Естественно, что в поисках визуализации мода постоянно пыталась работать с самыми разными формами. В этом смысле тот факт, что довольно рано мода породила специфическое театральное действие, которое мы знаем под названием модного показа, в общем-то вполне объясним. Если воспользоваться цитатой Жиля Липовецкого, который написал замечательную книгу «Империя эфемерного», которая переведена на русский язык в серии Библиотека журнала «Теория моды» и, может быть, даже здесь есть сейчас; Жиль Липовецкий написал: «Мода переносит внешний вид человека в плоскость театрального искусства, соблазна и волшебного действа». И ровно театральное искусство, соблазн и волшебное действо встречаются вместе в модном показе.

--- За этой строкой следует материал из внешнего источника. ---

//! Caller-supplied helper functions.
//!
//! Helpers extend the function namespace of a tracer system beyond the
//! library kernels. They must be pure: the compiled system calls them from
//! any thread without synchronization.

use std::collections::BTreeMap;
use std::fmt;
use std::sync::Arc;

use tidepool_library::MAX_KERNEL_ARITY;

use crate::error::CompileError;

/// Signature of a helper: arguments in call order, one result.
pub type HelperFn = dyn Fn(&[f64]) -> f64 + Send + Sync;

/// A named helper with a fixed arity.
#[derive(Clone)]
pub struct Helper {
    arity: usize,
    function: Arc<HelperFn>,
}

impl Helper {
    /// Number of arguments the helper takes.
    #[must_use]
    pub fn arity(&self) -> usize {
        self.arity
    }

    pub(crate) fn function(&self) -> &Arc<HelperFn> {
        &self.function
    }
}

impl fmt::Debug for Helper {
    fn fmt(&self, f: &mut fmt::Formatter<'_>) -> fmt::Result {
        f.debug_struct("Helper").field("arity", &self.arity).finish()
    }
}

/// The helper-function namespace handed to the compiler.
#[derive(Debug, Clone, Default)]
pub struct HelperFunctions {
    helpers: BTreeMap<String, Helper>,
}

impl HelperFunctions {
    /// An empty namespace.
    #[must_use]
    pub fn new() -> Self {
        Self::default()
    }

    /// Registers `function` under `name`, replacing any previous helper of
    /// that name.
    ///
    /// # Errors
    ///
    /// Returns [`CompileError::HelperArity`] if `arity` exceeds
    /// [`MAX_KERNEL_ARITY`].
    pub fn insert<F>(&mut self, name: impl Into<String>, arity: usize, function: F) -> Result<(), CompileError>
    where
        F: Fn(&[f64]) -> f64 + Send + Sync + 'static,
    {
        let name = name.into();
        if arity > MAX_KERNEL_ARITY {
            return Err(CompileError::HelperArity {
                name,
                arity,
                max: MAX_KERNEL_ARITY,
            });
        }
        self.helpers.insert(
            name,
            Helper {
                arity,
                function: Arc::new(function),
            },
        );
        Ok(())
    }

    /// Builder form of [`insert`](Self::insert).
    ///
    /// # Errors
    ///
    /// Same as [`insert`](Self::insert).
    pub fn with<F>(mut self, name: impl Into<String>, arity: usize, function: F) -> Result<Self, CompileError>
    where
        F: Fn(&[f64]) -> f64 + Send + Sync + 'static,
    {
        self.insert(name, arity, function)?;
        Ok(self)
    }

    /// Looks up a helper.
    #[must_use]
    pub fn get(&self, name: &str) -> Option<&Helper> {
        self.helpers.get(name)
    }

    /// Iterates helpers in name order.
    pub fn iter(&self) -> impl Iterator<Item = (&str, &Helper)> {
        self.helpers.iter().map(|(name, helper)| (name.as_str(), helper))
    }

    /// Number of registered helpers.
    #[must_use]
    pub fn len(&self) -> usize {
        self.helpers.len()
    }

    /// Whether no helper is registered.
    #[must_use]
    pub fn is_empty(&self) -> bool {
        self.helpers.is_empty()
    }
}

#[cfg(test)]
#[allow(clippy::unwrap_used)]
mod tests {
    use super::*;

    #[test]
    fn rejects_arity_beyond_the_buffer() {
        let err = HelperFunctions::new()
            .with("wide", MAX_KERNEL_ARITY + 1, |_| 0.0)
            .unwrap_err();
        assert!(matches!(err, CompileError::HelperArity { arity, .. } if arity == MAX_KERNEL_ARITY + 1));
    }

    #[test]
    fn stores_and_calls() {
        let helpers = HelperFunctions::new().with("twice", 1, |a| 2.0 * a[0]).unwrap();
        let h = helpers.get("twice").unwrap();
        assert_eq!(h.arity(), 1);
        assert_eq!((h.function())(&[3.0]), 6.0);
        assert_eq!(helpers.len(), 1);
    }
}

Первые модные показы совершенно не походили на то, что мы сегодня с вами понимаем под показом: длились они обычно очень долго, по несколько часов, ритм всего этого был весьма и весьма неторопливый – это, конечно, отражение ритма жизни и темпа жизни. Вообще появление показа – это проявление театрализации модного рынка, потому что есть возможность показать этот театр, чтобы еще больше подогреть желание. Я могу тут долго еще говорить про появление профессии модели, которая моделью начнет называться только в XX веке, а до этого она называется очень просто «манекен». В русском языке у нас есть «манекен-манекенщица», во французском и манекен-болван, и манекен-человек – это одно слово. По сути функционал модели был в том, чтобы показывать одежду, и вот такая инструментальная роль модели, например, очевидна вот на этой фотографии 1910 года. Дело в том, что довольно быстро модные дома стали нанимать девушек на постоянной основе, чтобы они демонстрировали одежду, но не во время показов, а клиентам, которые приходили в салон и девушку вызывали, чтобы она надела на себя понравившееся платье. Почему? Потому что даме в XIX, да и в начале XX века, переодеваться в публичном пространстве, даже если это салон, было неприемлемо. Вот мы видим здесь что все взгляды этих двух дамочек устремлены не на девушку, а на платье, то есть они смотрят как сидит и представляют себе, как это будет на них: хорошо или плохо. Мы с вами видим здесь, как модель выполняют функцию инструмента, рамы, чистой формы – это очень важный момент.
Можно еще, конечно, поговорить о той связи, которая существует между телом модели и, например, модной куклой, потому что прежде чем появились модные журналы, моду распространяли вот такие прекрасные куколки, которых называли пандорами: была пандора малая и пандора большая – не по размеру, а по платью, которое она представляла. Пандора большая обычно была в парадном платье, а малая была как раз в повседневной одежде. Естественно, функционирование этих кукол было очень ограничено: их рассылали французские портные исключительно по европейским дворам из Парижа. Понятно, что кукла играла и политическую, и экономическую роль, и очень важную роль в формировании представлений о Париже как о столице моды. Кстати говоря, сейчас воспользуюсь своим положением и очень вам порекомендую книжку Аньес Рокамора, которая так и называется Одевая город: Париж, мода и медиа». Это книга про то, как формируется образ Парижа, статус Парижа как столицы моды, как выдвигаются культовые в модном дискурсе фигуры парижанки и с чем это связано. Книжка замечательная, это последняя публикация в серии Библиотека журнала «Теория моды».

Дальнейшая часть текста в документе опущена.